HDAC inhibitors as single agents have shown only moderate efficacy in diseases other than T-cell lymphomas, which has prompted the development of combination strategies. The most clinically successful approach has been the combination of HDAC inhibitors with proteasome inhibitors. For example, one of the reported HDAC inhibitor resistance mechanisms involves activation of the NF-kB survival pathway and inhibitors of NF-κB potentiate HDAC inhibitor lethality in malignant hematopoietic cells [89]. In this context, proteasome inhibitors prevent degradation of IκBα, which is a negative regulator of NF-kB. Panobinostat in combination with bortezomib and dexamethasone showed significantly longer progression free survival compared with bortezomib and dexamethasone for R/R myeloma patients in PANORAMA 1 trial, and achieved approval by the FDA as well as in Europe [90].

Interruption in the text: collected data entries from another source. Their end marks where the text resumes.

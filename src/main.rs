use std::sync::Arc;

use anyhow::{Context, Result};
use clap::Parser;
use ntag_bridge::commands;
use ntag_bridge::config::{Backend, Config};
use ntag_bridge::nfc::{MemoryTag, TagDriver};
use ntag_bridge::Session;
use tracing::info;
use tracing_subscriber::{layer::SubscriberExt as _, util::SubscriberInitExt as _, EnvFilter};

fn driver(config: &Config) -> Result<Box<dyn TagDriver>> {
    match config.backend {
        Backend::Memory => {
            info!("using simulated in-memory tag");
            Ok(Box::new(MemoryTag::new()))
        }
        #[cfg(feature = "pcsc")]
        Backend::Pcsc => {
            let reader = ntag_bridge::nfc::NfcReader::new(config.reader.as_deref())?;
            Ok(Box::new(reader))
        }
        #[cfg(not(feature = "pcsc"))]
        Backend::Pcsc => anyhow::bail!("this build has no PC/SC support, rebuild with --features pcsc"),
    }
}

#[tokio::main]
async fn main() -> Result<()> {
    tracing_subscriber::registry()
        .with(
            EnvFilter::try_from_default_env()
                .or_else(|_| EnvFilter::try_new("ntag_bridge=info"))
                .context("invalid log filter")?,
        )
        .with(tracing_subscriber::fmt::layer())
        .init();

    let config = Config::parse();
    config.validate()?;

    let session = Arc::new(Session::new(driver(&config)?, config.discovery()));
    let app = commands::router(session.clone());

    let listener = tokio::net::TcpListener::bind(config.bind)
        .await
        .with_context(|| format!("could not listen on {}", config.bind))?;
    info!(addr = %config.bind, backend = ?config.backend, "NFC API listening");

    axum::serve(listener, app)
        .with_graceful_shutdown(async move {
            let _ = tokio::signal::ctrl_c().await;
            info!("shutting down");
            session.shutdown();
        })
        .await
        .context("server error")?;

    Ok(())
}
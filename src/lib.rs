//! Read and write records on NTAG tags through a block-addressed NFC reader.
//!
//! Payloads are stored from page 4 on in 4-byte blocks with zero padding and
//! no length header; see [`nfc::codec`] for how the end of data is found.

pub mod commands;
pub mod config;
pub mod error;
pub mod nfc;
pub mod record;
pub mod session;
pub mod store;

pub use error::{ErrorKind, TagError};
pub use record::{NewRecord, Record};
pub use session::{Session, SessionState};
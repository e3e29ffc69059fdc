use serde::{Deserialize, Serialize};
use serde_json::Value;

use crate::error::TagError;

/// The `{id, name, price}` item stored on a tag.
///
/// Field order is the on-tag order; serialization is compact JSON.
#[derive(Debug, Clone, PartialEq, Serialize, Deserialize)]
pub struct Record {
    pub id: String,
    pub name: String,
    pub price: f64,
}

/// An item as submitted for writing, before validation.
#[derive(Debug, Clone, Default, Deserialize)]
pub struct NewRecord {
    pub name: String,
    pub price: f64,
    #[serde(default)]
    pub id: Option<String>,
}

impl NewRecord {
    /// Check the fields and produce a record, generating an id if none was given.
    ///
    /// Duplicate ids are checked by the caller against the store.
    pub fn validate(self) -> Result<Record, TagError> {
        let name = self.name.trim();
        if name.is_empty() {
            return Err(TagError::invalid_input("Item name cannot be empty"));
        }
        if !self.price.is_finite() {
            return Err(TagError::invalid_input("Item price must be a finite number"));
        }
        if self.price < 0.0 {
            return Err(TagError::invalid_input("Item price cannot be negative"));
        }

        let id = match self.id {
            Some(id) => {
                let id = id.trim();
                if id.is_empty() {
                    return Err(TagError::invalid_input("Item ID cannot be empty"));
                }
                id.to_owned()
            }
            None => uuid::Uuid::new_v4().to_string(),
        };

        Ok(Record {
            id,
            name: name.to_owned(),
            price: self.price,
        })
    }
}

impl Record {
    pub fn to_bytes(&self) -> Result<Vec<u8>, TagError> {
        serde_json::to_vec(self)
            .map_err(|e| TagError::invalid_input(format!("Item could not be serialized: {e}")))
    }

    /// Parse the bytes decoded from a tag.
    pub fn from_tag_bytes(bytes: &[u8]) -> Result<Record, TagError> {
        let text = std::str::from_utf8(bytes)?;
        let value: Value = serde_json::from_str(text)?;

        let Value::Object(fields) = &value else {
            return Err(TagError::MissingFields("expected a JSON object".into()));
        };
        let missing: Vec<&str> = ["id", "name", "price"]
            .into_iter()
            .filter(|k| !fields.contains_key(*k))
            .collect();
        if !missing.is_empty() {
            return Err(TagError::MissingFields(format!(
                "missing {}",
                missing.join(", ")
            )));
        }

        serde_json::from_value(value).map_err(|e| TagError::MissingFields(e.to_string()))
    }
}

#[cfg(test)]
mod tests {
    use super::*;

    fn new(name: &str, price: f64, id: Option<&str>) -> NewRecord {
        NewRecord {
            name: name.into(),
            price,
            id: id.map(Into::into),
        }
    }

    #[test]
    fn serializes_compactly_in_field_order() {
        let record = Record {
            id: "abc".into(),
            name: "Widget".into(),
            price: 9.99,
        };
        assert_eq!(record.to_bytes().unwrap(), br#"{"id":"abc","name":"Widget","price":9.99}"#);
    }

    #[test]
    fn validation_trims_fields() {
        let record = new("  Widget ", 1.5, Some(" abc ")).validate().unwrap();
        assert_eq!(record.id, "abc");
        assert_eq!(record.name, "Widget");
    }

    #[test]
    fn generates_id_when_absent() {
        let record = new("Widget", 0.0, None).validate().unwrap();
        assert!(uuid::Uuid::parse_str(&record.id).is_ok(), "{}", record.id);
    }

    #[test]
    fn rejects_bad_fields() {
        for (req, msg) in [
            (new("  ", 1.0, None), "Item name cannot be empty"),
            (new("Widget", -0.01, None), "Item price cannot be negative"),
            (new("Widget", f64::NAN, None), "Item price must be a finite number"),
            (new("Widget", 1.0, Some("   ")), "Item ID cannot be empty"),
        ] {
            match req.validate() {
                Err(TagError::InvalidInput(m)) => assert_eq!(m, msg),
                other => panic!("expected invalid input, got {other:?}"),
            }
        }
    }

    #[test]
    fn parses_tag_bytes() {
        let record = Record::from_tag_bytes(br#"{"id":"abc","name":"Widget","price":9.99}"#).unwrap();
        assert_eq!(record.id, "abc");
        assert_eq!(record.price, 9.99);
    }

    #[test]
    fn integer_price_is_accepted() {
        let record = Record::from_tag_bytes(br#"{"id":"a","name":"b","price":3}"#).unwrap();
        assert_eq!(record.price, 3.0);
    }

    #[test]
    fn classifies_bad_tag_bytes() {
        assert!(matches!(
            Record::from_tag_bytes(&[0xff, 0xfe]),
            Err(TagError::MalformedUtf8(_))
        ));
        assert!(matches!(
            Record::from_tag_bytes(b"{\"id\":"),
            Err(TagError::MalformedJson(_))
        ));
        assert!(matches!(
            Record::from_tag_bytes(b"[1,2]"),
            Err(TagError::MissingFields(_))
        ));
        match Record::from_tag_bytes(br#"{"id":"a"}"#) {
            Err(TagError::MissingFields(m)) => assert_eq!(m, "missing name, price"),
            other => panic!("unexpected: {other:?}"),
        }
        assert!(matches!(
            Record::from_tag_bytes(br#"{"id":"a","name":"b","price":"free"}"#),
            Err(TagError::MissingFields(_))
        ));
    }
}
//! HTTP endpoints over the tag session.

use std::sync::Arc;

use axum::extract::State;
use axum::http::StatusCode;
use axum::response::{IntoResponse, Response};
use axum::routing::{get, post};
use axum::{Json, Router};
use serde::{Deserialize, Serialize};
use serde_json::{json, Value};
use tower_http::cors::CorsLayer;
use tracing::{error, warn};

use crate::error::{ErrorKind, TagError};
use crate::record::{NewRecord, Record};
use crate::session::{Session, SessionState};

pub type AppState = Arc<Session>;

#[derive(Debug, Deserialize)]
pub struct WriteHexRequest {
    pub hex_string: String,
}

#[derive(Debug, Serialize, Deserialize, PartialEq)]
pub struct ReadHexResponse {
    pub uid: String,
    pub hex_data: String,
    pub total_bytes: usize,
    pub successful_blocks: usize,
    pub message: String,
}

#[derive(Debug, Serialize, Deserialize, PartialEq)]
pub struct WriteHexResponse {
    pub uid: String,
    pub hex_string: String,
    pub total_bytes: usize,
    pub total_blocks: usize,
    pub message: String,
}

#[derive(Debug, Serialize, Deserialize, PartialEq)]
pub struct CreateItemResponse {
    pub id: String,
    pub name: String,
    pub price: f64,
    pub uid: String,
    pub message: String,
}

#[derive(Debug, Serialize, Deserialize, PartialEq)]
pub struct ItemResponse {
    pub id: String,
    pub name: String,
    pub price: f64,
    pub uid: String,
}

#[derive(Debug, Serialize, Deserialize, PartialEq)]
pub struct ListItemsResponse {
    pub items: Vec<Record>,
    pub total_count: usize,
    pub message: String,
}

#[derive(Debug, Serialize)]
pub struct StatusResponse {
    pub state: SessionState,
}

#[derive(Debug, Serialize, Deserialize)]
pub struct ErrorResponse {
    pub error: String,
    #[serde(skip_serializing_if = "Option::is_none")]
    pub details: Option<String>,
}

/// A [`TagError`] on its way out as an HTTP response.
#[derive(Debug)]
pub struct ApiError(pub TagError);

impl From<TagError> for ApiError {
    fn from(err: TagError) -> Self {
        ApiError(err)
    }
}

impl ApiError {
    pub fn status(&self) -> StatusCode {
        match self.0.kind() {
            ErrorKind::Timeout => StatusCode::REQUEST_TIMEOUT,
            ErrorKind::BadInput => StatusCode::BAD_REQUEST,
            ErrorKind::Conflict => StatusCode::CONFLICT,
            ErrorKind::NotFound => StatusCode::NOT_FOUND,
            ErrorKind::Unprocessable => StatusCode::UNPROCESSABLE_ENTITY,
            ErrorKind::Internal => StatusCode::INTERNAL_SERVER_ERROR,
        }
    }

    pub fn body(&self) -> ErrorResponse {
        let details = match &self.0 {
            TagError::WriteFailure { .. } => Some(
                "The tag now holds a partial payload. Write it again before reading it back."
                    .to_owned(),
            ),
            TagError::AllZero => Some("The tag is blank from block 4 on.".to_owned()),
            _ => None,
        };
        ErrorResponse {
            error: self.0.to_string(),
            details,
        }
    }
}

impl IntoResponse for ApiError {
    fn into_response(self) -> Response {
        let status = self.status();
        if status.is_server_error() {
            error!(%status, "request failed: {}", self.0);
        } else {
            warn!(%status, "request rejected: {}", self.0);
        }
        (status, Json(self.body())).into_response()
    }
}

pub fn router(session: AppState) -> Router {
    Router::new()
        .route("/", get(root))
        .route("/read-pk", get(read_pk))
        .route("/write-pk", post(write_pk))
        .route("/create-item", post(create_item))
        .route("/read-items", get(read_items))
        .route("/items", get(list_items))
        .route("/status", get(status))
        .layer(CorsLayer::permissive())
        .with_state(session)
}

pub async fn root() -> Json<Value> {
    Json(json!({
        "message": "NFC Hex Reader/Writer API",
        "version": env!("CARGO_PKG_VERSION"),
        "endpoints": {
            "read": "/read-pk",
            "write": "/write-pk",
            "create_item": "/create-item",
            "read_item": "/read-items",
            "list_items": "/items",
            "status": "/status",
        }
    }))
}

pub async fn read_pk(State(session): State<AppState>) -> Result<Json<ReadHexResponse>, ApiError> {
    let read = session.read_raw().await?;
    Ok(Json(ReadHexResponse {
        uid: read.uid.to_hex(),
        hex_data: hex::encode(&read.payload),
        total_bytes: read.payload.len(),
        successful_blocks: read.blocks_read,
        message: "Hex data successfully read from NFC tag".to_owned(),
    }))
}

pub async fn write_pk(
    State(session): State<AppState>,
    Json(request): Json<WriteHexRequest>,
) -> Result<Json<WriteHexResponse>, ApiError> {
    let written = session.write_raw(&request.hex_string).await?;
    Ok(Json(WriteHexResponse {
        uid: written.uid.to_hex(),
        hex_string: request.hex_string.trim().to_owned(),
        total_bytes: written.bytes_written,
        total_blocks: written.blocks_written,
        message: "Hex string successfully written to NFC tag".to_owned(),
    }))
}

pub async fn create_item(
    State(session): State<AppState>,
    Json(request): Json<NewRecord>,
) -> Result<Json<CreateItemResponse>, ApiError> {
    let written = session.write_record(request).await?;
    let Record { id, name, price } = written.record;
    Ok(Json(CreateItemResponse {
        message: format!("Item successfully created with ID '{id}' and written to NFC tag"),
        id,
        name,
        price,
        uid: written.uid.to_hex(),
    }))
}

pub async fn read_items(State(session): State<AppState>) -> Result<Json<ItemResponse>, ApiError> {
    let read = session.read_record().await?;
    let Record { id, name, price } = read.record;
    Ok(Json(ItemResponse {
        id,
        name,
        price,
        uid: read.uid.to_hex(),
    }))
}

pub async fn list_items(State(session): State<AppState>) -> Json<ListItemsResponse> {
    let items = session.records();
    Json(ListItemsResponse {
        total_count: items.len(),
        message: format!("{} item(s) written since startup", items.len()),
        items,
    })
}

pub async fn status(State(session): State<AppState>) -> Json<StatusResponse> {
    Json(StatusResponse {
        state: session.state(),
    })
}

Cyrenne and colleagues investigated synergism between HDAC inhibitors (romidepsin and vorinostat) and venetoclax in T-cell lymphoma cells in vitro. The combination was antagonistic at nanomolar concentration but at micromolar concentrations the combination was highly synergistic in patient samples. The mechanism of synergism was related to a greater than 10- fold increase of BIM expression by HDAC inhibitors, and it was also found that synergism was most marked in cell lines with high BCL2 expression [91]. Ramakrishnan and colleagues studied the combination of panobinostat and MEK inhibitors or venetoclax in multiple myeloma cells. They found increased dissociation of BIM from MCL1 and BCLXL by HDAC inhibition in cells exposed to both agents. Moreover, venetoclax exposure resulted in a further release of BIM from BCL2. This led to increased expression of BIM : BAK and BIM : BAX complexes culminating in the synergistic induction of apoptosis [92]. Andersson and colleagues found combination of five drugs, gemcitabine, busulfan, melphalan, panobinostat and venetoclax synergistically induced apoptosis in vitro, and suggested inhibition of PI3K/AKT/mTOR and activation of unfolded protein response in the endoplasmic reticulum as underlying mechanism of synergism [93]. As of the current writing, there are no active clinical trials combining venetoclax with HDAC inhibitors.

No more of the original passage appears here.